◆ Task:
Could you show all lines in the entries below that contain the string "state"?

◆ Source material:
----------------

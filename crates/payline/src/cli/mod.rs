//! Command-line interface module.
//!
//! This module provides the CLI structure and command handlers for the payline binary.

mod commands;
mod resources;
mod webhook;

pub use commands::{
    Cli, Commands, CustomerCommands, InvoiceCommands, ListArgs, OutputFormat,
    PaymentMethodCommands, WebhookCommands,
};
pub use resources::{
    cursor_options, fetch_all_options, handle_customer_command, handle_invoice_command,
    handle_payment_method_command,
};
pub use webhook::{handle_webhook_command, read_body};
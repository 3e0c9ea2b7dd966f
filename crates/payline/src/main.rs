//! Payline CLI binary.
//!
//! This binary provides command-line access to the Payline API:
//! - List and show customers, invoices and payment methods
//! - Verify webhook callback tokens and signatures

use clap::Parser;
use payline::cli::{
    Cli, Commands, handle_customer_command, handle_invoice_command,
    handle_payment_method_command, handle_webhook_command,
};
use payline::telemetry::init_tracing;
use payline::{PaylineClient, PaylineConfig, PaylineResult};
use std::path::Path;

#[tokio::main]
async fn main() -> Result<(), Box<dyn std::error::Error>> {
    dotenvy::dotenv().ok();

    // Parse command-line arguments
    let cli = Cli::parse();

    init_tracing(cli.verbose)?;

    // Execute the requested command
    match cli.command {
        Commands::Customers(cmd) => {
            let client = build_client(cli.config.as_deref())?;
            handle_customer_command(&client, cmd).await?;
        }

        Commands::Invoices(cmd) => {
            let client = build_client(cli.config.as_deref())?;
            handle_invoice_command(&client, cmd).await?;
        }

        Commands::PaymentMethods(cmd) => {
            let client = build_client(cli.config.as_deref())?;
            handle_payment_method_command(&client, cmd).await?;
        }

        Commands::Webhook(cmd) => {
            handle_webhook_command(cmd)?;
        }
    }

    Ok(())
}

fn build_client(config_path: Option<&Path>) -> PaylineResult<PaylineClient> {
    let config = match config_path {
        Some(path) => PaylineConfig::from_file(path)?,
        None => PaylineConfig::load()?,
    };
    PaylineClient::new(&config)
}
//! Webhook verification errors.

/// Webhook verification failure conditions.
#[derive(Debug, Clone, PartialEq, Eq, Hash, PartialOrd, Ord, derive_more::Display)]
pub enum WebhookErrorKind {
    /// The callback token did not match
    #[display("Callback token mismatch")]
    TokenMismatch,
    /// Signature header was not in `sha256=<hex>` form
    #[display("Malformed signature header: {}", _0)]
    MalformedSignature(String),
    /// Computed digest did not match the signature
    #[display("Signature mismatch")]
    SignatureMismatch,
    /// Secret could not be used as an HMAC key
    #[display("Invalid webhook secret")]
    InvalidSecret,
    /// A required verification header was absent
    #[display("Missing webhook header: {}", _0)]
    MissingHeader(String),
    /// Event payload could not be decoded
    #[display("Invalid webhook payload: {}", _0)]
    InvalidPayload(String),
}

/// Webhook error with source location tracking.
#[derive(Debug, Clone, derive_more::Display, derive_more::Error)]
#[display("Webhook Error: {} at line {} in {}", kind, line, file)]
pub struct WebhookError {
    /// The kind of error that occurred
    pub kind: WebhookErrorKind,
    /// Line number where error was created
    pub line: u32,
    /// File where error was created
    pub file: &'static str,
}

impl WebhookError {
    /// Create a new WebhookError with automatic location tracking.
    #[track_caller]
    pub fn new(kind: WebhookErrorKind) -> Self {
        let location = std::panic::Location::caller();
        Self {
            kind,
            line: location.line(),
            file: location.file(),
        }
    }
}
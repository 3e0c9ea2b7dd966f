//! Payline - typed client for the Payline payments API
//!
//! Payline wraps the payments REST API behind typed resource clients that
//! share one request pipeline: a token-bucket rate limiter, a configurable
//! retry classifier and cursor pagination.
//!
//! # Features
//!
//! - **Rate Limiting**: Client-side token bucket plus `Retry-After` handling on HTTP 429
//! - **Retry Classification**: Every failure is labelled retryable or terminal
//! - **Cursor Pagination**: Single pages, bounded walks, resumable paginators and streams
//! - **Validation**: Request payloads are checked before any network call
//! - **Idempotency**: Create calls always carry an idempotency key
//! - **Webhooks**: Callback token and HMAC-SHA256 signature verification
//!
//! # Quick Start
//!
//! ```rust,ignore
//! use payline::{CursorOptions, PaylineClient, PaylineConfig};
//!
//! #[tokio::main]
//! async fn main() -> Result<(), Box<dyn std::error::Error>> {
//!     let client = PaylineClient::new(&PaylineConfig::load()?)?;
//!
//!     let page = client.invoices().list(&CursorOptions::new().with_limit(20)).await?;
//!     for invoice in &page.data {
//!         println!("{} {}", invoice.external_id(), invoice.status());
//!     }
//!     Ok(())
//! }
//! ```
//!
//! # Architecture
//!
//! - `payline_error` - Error types and retry classes
//! - `payline_core` - Resource models, cursor types and validation
//! - `payline_rate_limit` - Token bucket, retry policy and configuration
//! - `payline_pagination` - Pagination engine and paginator
//! - `payline_client` - Transport, request pipeline and resource clients
//! - `payline_webhook` - Webhook verification
//!
//! This crate (`payline`) re-exports everything for convenience and hosts the CLI.

#![forbid(unsafe_code)]
#![warn(missing_docs)]

pub use payline_client::*;
pub use payline_core::*;
pub use payline_error::*;
pub use payline_pagination::*;
pub use payline_rate_limit::*;
pub use payline_webhook::*;

pub mod cli;
pub mod telemetry;
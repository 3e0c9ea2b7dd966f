//! Payment session resources.

use crate::{Identifiable, Metadata, Validate, Violations};
use chrono::{DateTime, Utc};
use payline_error::PaylineResult;
use serde::{Deserialize, Serialize};

/// What the session collects.
#[derive(Debug, Clone, Copy, PartialEq, Eq, Hash, Serialize, Deserialize, strum::Display)]
#[serde(rename_all = "SCREAMING_SNAKE_CASE")]
#[strum(serialize_all = "SCREAMING_SNAKE_CASE")]
pub enum SessionType {
    /// Save a payment method for later
    Save,
    /// Collect a payment now
    Pay,
}

/// How the payer interacts with the session.
#[derive(Debug, Clone, Copy, PartialEq, Eq, Hash, Serialize, Deserialize, strum::Display)]
#[serde(rename_all = "SCREAMING_SNAKE_CASE")]
#[strum(serialize_all = "SCREAMING_SNAKE_CASE")]
pub enum SessionMode {
    /// Hosted payment link
    PaymentLink,
    /// Embedded UI components
    Components,
}

/// Lifecycle state of a session.
#[derive(Debug, Clone, Copy, PartialEq, Eq, Hash, Serialize, Deserialize, strum::Display)]
#[serde(rename_all = "SCREAMING_SNAKE_CASE")]
#[strum(serialize_all = "SCREAMING_SNAKE_CASE")]
pub enum SessionStatus {
    /// Open for the payer
    Active,
    /// Payer finished the flow
    Completed,
    /// Timed out
    Expired,
    /// Cancelled by the merchant
    Canceled,
}

/// A payment session as returned by the API.
#[derive(Debug, Clone, PartialEq, Serialize, Deserialize, derive_getters::Getters)]
pub struct Session {
    /// Server-assigned id
    #[serde(alias = "payment_session_id")]
    id: String,
    /// Merchant-side reference
    reference_id: String,
    /// Customer the session is for
    #[serde(default)]
    customer_id: Option<String>,
    /// Save or pay
    session_type: SessionType,
    /// Link or components
    mode: SessionMode,
    /// ISO-4217 currency
    currency: String,
    /// Amount, for pay sessions
    #[serde(default)]
    amount: Option<f64>,
    /// ISO-3166 country
    country: String,
    /// Current state
    status: SessionStatus,
    /// Hosted page, for link mode
    #[serde(default)]
    payment_link_url: Option<String>,
    /// When the session stops accepting input
    #[serde(default)]
    expires_at: Option<DateTime<Utc>>,
    /// Merchant metadata
    #[serde(default)]
    metadata: Metadata,
    /// Creation timestamp
    #[serde(default)]
    created: Option<DateTime<Utc>>,
    /// Last update timestamp
    #[serde(default)]
    updated: Option<DateTime<Utc>>,
}

impl Identifiable for Session {
    fn id(&self) -> &str {
        &self.id
    }
}

/// Payload for creating a payment session.
#[derive(
    Debug,
    Clone,
    PartialEq,
    Serialize,
    Deserialize,
    derive_getters::Getters,
    derive_builder::Builder,
)]
pub struct CreateSessionRequest {
    /// Merchant-side reference
    #[builder(setter(into))]
    reference_id: String,
    /// Save or pay
    session_type: SessionType,
    /// Link or components
    mode: SessionMode,
    /// ISO-4217 currency
    #[builder(setter(into))]
    currency: String,
    /// ISO-3166 country
    #[builder(setter(into))]
    country: String,
    /// Amount, required for pay sessions
    #[builder(default, setter(strip_option))]
    #[serde(default, skip_serializing_if = "Option::is_none")]
    amount: Option<f64>,
    /// Customer the session is for
    #[builder(default, setter(into, strip_option))]
    #[serde(default, skip_serializing_if = "Option::is_none")]
    customer_id: Option<String>,
    /// Restrict to these channels
    #[builder(default)]
    #[serde(default, skip_serializing_if = "Vec::is_empty")]
    allowed_payment_channels: Vec<String>,
    /// Redirect after completion
    #[builder(default, setter(into, strip_option))]
    #[serde(default, skip_serializing_if = "Option::is_none")]
    success_return_url: Option<String>,
    /// Redirect after cancellation
    #[builder(default, setter(into, strip_option))]
    #[serde(default, skip_serializing_if = "Option::is_none")]
    cancel_return_url: Option<String>,
    /// Free text description
    #[builder(default, setter(into, strip_option))]
    #[serde(default, skip_serializing_if = "Option::is_none")]
    description: Option<String>,
    /// Merchant metadata
    #[builder(default)]
    #[serde(default, skip_serializing_if = "Metadata::is_empty")]
    metadata: Metadata,
}

impl Validate for CreateSessionRequest {
    fn validate(&self) -> PaylineResult<()> {
        let mut v = Violations::new();
        v.non_empty("reference_id", &self.reference_id)
            .currency("currency", &self.currency)
            .country("country", &self.country)
            .url("success_return_url", self.success_return_url.as_deref())
            .url("cancel_return_url", self.cancel_return_url.as_deref());
        match (self.session_type, self.amount) {
            (SessionType::Pay, Some(amount)) => {
                v.positive("amount", amount);
            }
            (SessionType::Pay, None) => {
                v.check(false, "amount", "is required for PAY sessions");
            }
            (SessionType::Save, Some(amount)) => {
                v.check(amount == 0.0, "amount", "must be zero or unset for SAVE sessions");
            }
            (SessionType::Save, None) => {}
        }
        for (i, channel) in self.allowed_payment_channels.iter().enumerate() {
            v.non_empty(&format!("allowed_payment_channels[{}]", i), channel);
        }
        v.finish()
    }
}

----------------

◆ Task result:
/// Lifecycle state of a session.
    /// Current state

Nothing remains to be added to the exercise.